While we here at Shepherd’s Dream think that wool is the perfect material to make a natural mattress, organic wool comforter, or wool throw blanket, there are some other odder uses for wool as well. Wool has too many uses to list here but some of the standouts are insulation, gardening/composting, skin care, cleaning oil spills, and it’s even used to make baseballs.

In the skirting stage of wool processing, the finer/cleaner portions of wool fleece are separated from the rougher/dirtier parts. The nicer pieces of wool have thinner wool fibers that bend more easily and thus feel smooth enough to use in natural bedding or clothing. The other parts of the fleece can then be used for different industries. One of the oldest non clothing uses of wool is insulation; people in Mongolia have used it as the walls of their yurts for more than three thousand years. But wool is still used as insulation today and provides the additional benefits of absorbing moisture, sound, and harmful chemicals (it won’t release these chemicals and even absorbs them from other artificial materials).

If you’re watching a baseball game, you’re probably not thinking about sheep and wool, but they play a crucial role in the game. Wool is the primary material wrapped around the core of a baseball because it’s able to stand up to rough compression and return to its original shape. Those same principles make wool a great choice for a natural pillow, even if you’re not dropping your head onto a pillow at over 90 mph.

Lanolin is a by-product of wool processing that we normally don’t focus on, but it has a wide variety of uses. Lanolin is removed from raw or greasy wool in the scouring stage of processing. In nature lanolin helps protect sheep skin from the elements, and after it’s removed from wool it can do the same for human skin in the form of moisturizers and even lip balm.

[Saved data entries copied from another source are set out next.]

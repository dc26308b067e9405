use thiserror::Error;

macro_rules! corrupt_error {
    // Single string version
    ($msg:expr) => {
        crate::Error::Corrupt {
            message: $msg.to_string(),
            file: file!(),
            line: line!(),
        }
    };

    // Format string with arguments version
    ($fmt:expr, $($arg:tt)*) => {
        crate::Error::Corrupt {
            message: format!($fmt, $($arg)*),
            file: file!(),
            line: line!(),
        }
    };
}

/// The generic Error type, which provides coverage for all errors this library can potentially
/// return.
///
/// The first five variants are the guest-visible result codes of the emulated kernel's
/// synchronization syscalls; they are returned synchronously from the syscall that detected
/// them and carry no further payload, matching the original kernel ABI where each maps to a
/// single numeric code. [`Error::Corrupt`] is host-side only and reports savestate decode or
/// consistency failures.
///
/// Internal consistency failures (e.g. a scheduled thread not present where expected) are
/// unrecoverable invariant violations and abort via panic with diagnostic context rather than
/// surfacing as one of these variants - they indicate a bug in this crate, not guest misuse.
///
/// # Examples
///
/// ```rust
/// use guestsync::{Error, ObjectRegistry};
/// use guestsync::sync::sys_mutex_destroy;
///
/// let registry = ObjectRegistry::new();
///
/// match sys_mutex_destroy(&registry, 0xdead) {
///     Err(Error::NotFound) => {} // no such object id
///     other => panic!("unexpected: {:?}", other),
/// }
/// ```
#[derive(Error, Debug)]
pub enum Error {
    /// The object id does not resolve to a live kernel object of the expected type.
    ///
    /// Also returned when a condition variable's bound mutex was destroyed concurrently,
    /// or never materialized during a savestate restore.
    #[error("No such kernel object")]
    NotFound,

    /// The object is busy and cannot be destroyed or acquired.
    ///
    /// Destruction is refused while waiters are queued or condition variables remain
    /// bound; `trylock` reports it for a mutex held by another thread.
    #[error("Kernel object is busy")]
    Busy,

    /// The calling thread does not hold the required ownership.
    ///
    /// Returned by `wait` when called without owning the bound mutex, and by `unlock`
    /// when called by a thread that is not the owner.
    #[error("Calling thread does not own the mutex")]
    Permission,

    /// A wait exceeded its deadline without being signaled.
    ///
    /// Surfaces only after the full timeout has elapsed and mutex ownership has been
    /// re-established (for condition waits) or abandoned (for mutex waits).
    #[error("Wait timed out")]
    TimedOut,

    /// A thread attempted to re-lock a non-recursive mutex it already owns.
    #[error("Recursive lock of a non-recursive mutex")]
    Deadlock,

    /// A savestate buffer is truncated or internally inconsistent.
    ///
    /// The error includes the source location where the corruption was detected for
    /// debugging purposes.
    ///
    /// # Fields
    ///
    /// * `message` - Detailed description of what was corrupt
    /// * `file` - Source file where the error was detected
    /// * `line` - Source line where the error was detected
    #[error("Corrupt savestate - {file}:{line}: {message}")]
    Corrupt {
        /// The message to be printed for the Corrupt error
        message: String,
        /// The source file in which this error occured
        file: &'static str,
        /// The source line in which this error occured
        line: u32,
    },
}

Oil spills can be devastating to natural habitats and communities, but we can use nature itself to help clean our mistakes. Wool can be used to soak up oil in the ocean or even made into a barrier to stop oil from flowing down a river. The wool absorbs the oil and remains floating on the surface, where it can be collected, pressed of oil, and reused. There are man made oil absorbers, but paradoxically some of those are made from oil!

Even with all these applications, sometimes people can’t use all the wool they produce. Even then wool never really goes to waste since it’s compostable. In fact any soil that the wool is composted in benefits from the nutrients provided by the wool, because “in nature there is no such thing as waste.”

By purchasing wool products you help support the wool industry which in turn provides natural alternatives that can be used by even more people and industries. Thanks for using wool, however you use it.